• Prompt:
Return only the lines running from the top of the entries to the line with "and detection model", inclusive, exactly as written.

• Data shown:
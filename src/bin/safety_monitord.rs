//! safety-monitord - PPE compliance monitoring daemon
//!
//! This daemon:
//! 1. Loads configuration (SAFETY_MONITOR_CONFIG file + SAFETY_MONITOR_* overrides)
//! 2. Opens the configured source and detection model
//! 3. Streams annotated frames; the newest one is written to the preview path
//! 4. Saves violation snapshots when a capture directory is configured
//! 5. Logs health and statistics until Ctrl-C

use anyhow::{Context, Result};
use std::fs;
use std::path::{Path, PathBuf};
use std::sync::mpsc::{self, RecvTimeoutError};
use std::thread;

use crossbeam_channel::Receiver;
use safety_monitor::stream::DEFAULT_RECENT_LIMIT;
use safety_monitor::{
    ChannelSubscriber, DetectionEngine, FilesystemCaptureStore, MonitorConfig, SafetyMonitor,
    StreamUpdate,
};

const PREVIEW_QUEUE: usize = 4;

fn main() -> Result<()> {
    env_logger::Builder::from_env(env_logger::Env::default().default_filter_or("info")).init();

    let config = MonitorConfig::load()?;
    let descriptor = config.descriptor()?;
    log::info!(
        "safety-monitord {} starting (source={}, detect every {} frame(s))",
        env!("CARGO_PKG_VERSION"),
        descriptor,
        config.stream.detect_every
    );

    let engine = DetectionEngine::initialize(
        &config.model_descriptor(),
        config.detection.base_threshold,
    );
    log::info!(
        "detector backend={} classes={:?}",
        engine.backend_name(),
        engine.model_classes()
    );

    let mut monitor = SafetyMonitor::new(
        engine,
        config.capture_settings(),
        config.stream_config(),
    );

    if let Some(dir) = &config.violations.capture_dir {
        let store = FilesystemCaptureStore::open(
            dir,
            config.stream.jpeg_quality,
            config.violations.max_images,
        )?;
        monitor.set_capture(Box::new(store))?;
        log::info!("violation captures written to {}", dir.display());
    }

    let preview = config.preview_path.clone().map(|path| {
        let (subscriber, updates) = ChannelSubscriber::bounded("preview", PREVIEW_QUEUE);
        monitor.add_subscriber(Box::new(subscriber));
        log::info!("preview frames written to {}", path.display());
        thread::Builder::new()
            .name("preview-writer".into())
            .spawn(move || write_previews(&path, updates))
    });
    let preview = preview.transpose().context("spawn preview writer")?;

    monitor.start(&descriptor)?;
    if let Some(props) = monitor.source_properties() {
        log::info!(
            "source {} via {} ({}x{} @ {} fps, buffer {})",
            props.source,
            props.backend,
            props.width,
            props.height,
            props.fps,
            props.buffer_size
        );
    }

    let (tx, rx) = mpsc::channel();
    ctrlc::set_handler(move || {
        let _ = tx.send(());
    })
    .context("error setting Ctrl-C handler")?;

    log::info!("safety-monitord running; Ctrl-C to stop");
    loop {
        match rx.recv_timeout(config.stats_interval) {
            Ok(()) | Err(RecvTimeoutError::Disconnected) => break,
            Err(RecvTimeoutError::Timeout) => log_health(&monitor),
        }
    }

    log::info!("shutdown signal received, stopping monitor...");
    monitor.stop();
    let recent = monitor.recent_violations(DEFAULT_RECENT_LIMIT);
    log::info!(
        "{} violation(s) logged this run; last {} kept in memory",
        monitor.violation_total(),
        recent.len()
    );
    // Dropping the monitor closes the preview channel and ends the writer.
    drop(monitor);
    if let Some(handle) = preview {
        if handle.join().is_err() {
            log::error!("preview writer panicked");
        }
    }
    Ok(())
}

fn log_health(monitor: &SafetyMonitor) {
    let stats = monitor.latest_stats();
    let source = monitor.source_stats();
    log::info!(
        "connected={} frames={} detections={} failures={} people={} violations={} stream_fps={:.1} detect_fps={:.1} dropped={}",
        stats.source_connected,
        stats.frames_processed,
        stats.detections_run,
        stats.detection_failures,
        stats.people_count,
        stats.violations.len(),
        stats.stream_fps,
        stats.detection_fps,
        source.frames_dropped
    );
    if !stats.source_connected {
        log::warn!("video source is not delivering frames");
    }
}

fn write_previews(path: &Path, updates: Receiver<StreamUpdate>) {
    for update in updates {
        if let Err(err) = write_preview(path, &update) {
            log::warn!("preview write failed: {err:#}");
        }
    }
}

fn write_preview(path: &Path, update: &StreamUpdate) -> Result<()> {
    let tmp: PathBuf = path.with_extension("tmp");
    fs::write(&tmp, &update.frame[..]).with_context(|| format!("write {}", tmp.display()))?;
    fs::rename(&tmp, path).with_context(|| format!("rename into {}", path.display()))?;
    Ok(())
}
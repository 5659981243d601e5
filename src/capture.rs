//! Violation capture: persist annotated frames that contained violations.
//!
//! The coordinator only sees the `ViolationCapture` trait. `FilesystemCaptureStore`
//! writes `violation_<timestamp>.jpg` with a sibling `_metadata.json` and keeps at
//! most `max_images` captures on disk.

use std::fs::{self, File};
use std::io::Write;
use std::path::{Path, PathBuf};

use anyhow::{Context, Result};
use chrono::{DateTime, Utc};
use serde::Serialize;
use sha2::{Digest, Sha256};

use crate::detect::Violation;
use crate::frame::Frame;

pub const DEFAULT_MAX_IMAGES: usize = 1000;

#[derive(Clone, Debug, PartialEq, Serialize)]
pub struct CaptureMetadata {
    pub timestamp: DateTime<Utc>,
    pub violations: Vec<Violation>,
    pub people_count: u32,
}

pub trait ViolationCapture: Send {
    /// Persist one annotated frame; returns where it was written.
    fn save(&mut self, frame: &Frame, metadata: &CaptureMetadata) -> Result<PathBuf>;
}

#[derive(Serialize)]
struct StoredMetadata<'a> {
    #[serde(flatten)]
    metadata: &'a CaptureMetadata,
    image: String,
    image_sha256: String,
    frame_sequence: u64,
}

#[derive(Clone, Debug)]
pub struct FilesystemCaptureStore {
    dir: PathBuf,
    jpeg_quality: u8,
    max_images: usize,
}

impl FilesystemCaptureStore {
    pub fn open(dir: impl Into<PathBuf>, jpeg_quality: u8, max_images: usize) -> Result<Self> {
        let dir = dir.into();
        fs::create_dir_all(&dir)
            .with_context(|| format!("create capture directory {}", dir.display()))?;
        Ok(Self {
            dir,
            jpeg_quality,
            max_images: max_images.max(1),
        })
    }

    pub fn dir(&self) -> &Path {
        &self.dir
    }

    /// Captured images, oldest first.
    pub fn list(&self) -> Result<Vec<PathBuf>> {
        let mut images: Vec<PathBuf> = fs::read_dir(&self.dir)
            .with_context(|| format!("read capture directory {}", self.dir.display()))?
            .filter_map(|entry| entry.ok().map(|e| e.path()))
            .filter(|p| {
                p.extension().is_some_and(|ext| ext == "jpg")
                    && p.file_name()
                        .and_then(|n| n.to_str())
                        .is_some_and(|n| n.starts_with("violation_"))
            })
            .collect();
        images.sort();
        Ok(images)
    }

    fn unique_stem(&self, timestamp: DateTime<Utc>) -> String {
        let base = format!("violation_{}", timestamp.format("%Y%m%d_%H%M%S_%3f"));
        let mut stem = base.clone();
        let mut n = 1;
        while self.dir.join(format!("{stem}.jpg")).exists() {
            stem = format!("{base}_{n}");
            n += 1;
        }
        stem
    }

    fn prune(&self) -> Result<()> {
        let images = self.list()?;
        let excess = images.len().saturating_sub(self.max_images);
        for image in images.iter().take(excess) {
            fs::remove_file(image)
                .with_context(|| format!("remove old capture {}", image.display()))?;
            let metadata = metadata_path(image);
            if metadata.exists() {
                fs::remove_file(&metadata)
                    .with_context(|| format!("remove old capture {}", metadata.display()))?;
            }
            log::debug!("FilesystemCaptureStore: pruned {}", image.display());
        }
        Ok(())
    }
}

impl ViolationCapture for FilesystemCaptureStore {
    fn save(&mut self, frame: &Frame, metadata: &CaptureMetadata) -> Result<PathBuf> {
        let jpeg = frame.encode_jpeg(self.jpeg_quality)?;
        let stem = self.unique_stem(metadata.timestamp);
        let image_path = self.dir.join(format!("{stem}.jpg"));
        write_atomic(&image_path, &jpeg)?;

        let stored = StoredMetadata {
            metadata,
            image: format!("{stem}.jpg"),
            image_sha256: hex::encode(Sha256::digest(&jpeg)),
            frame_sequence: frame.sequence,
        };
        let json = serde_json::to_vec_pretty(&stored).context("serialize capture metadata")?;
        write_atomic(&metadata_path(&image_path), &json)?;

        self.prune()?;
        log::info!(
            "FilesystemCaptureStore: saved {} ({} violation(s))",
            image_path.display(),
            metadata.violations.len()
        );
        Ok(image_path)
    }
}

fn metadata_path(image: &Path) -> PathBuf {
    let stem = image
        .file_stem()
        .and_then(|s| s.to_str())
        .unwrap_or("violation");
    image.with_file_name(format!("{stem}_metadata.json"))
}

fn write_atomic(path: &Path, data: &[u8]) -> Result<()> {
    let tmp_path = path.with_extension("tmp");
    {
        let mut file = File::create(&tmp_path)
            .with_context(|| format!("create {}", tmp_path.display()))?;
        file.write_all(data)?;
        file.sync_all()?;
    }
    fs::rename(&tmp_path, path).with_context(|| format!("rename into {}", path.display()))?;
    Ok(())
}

• Reply:
filename src/bin/safety_monitord.rs
//! safety-monitord - PPE compliance monitoring daemon
//!
//! This daemon:
//! 1. Loads configuration (SAFETY_MONITOR_CONFIG file + SAFETY_MONITOR_* overrides)
//! 2. Opens the configured source and detection model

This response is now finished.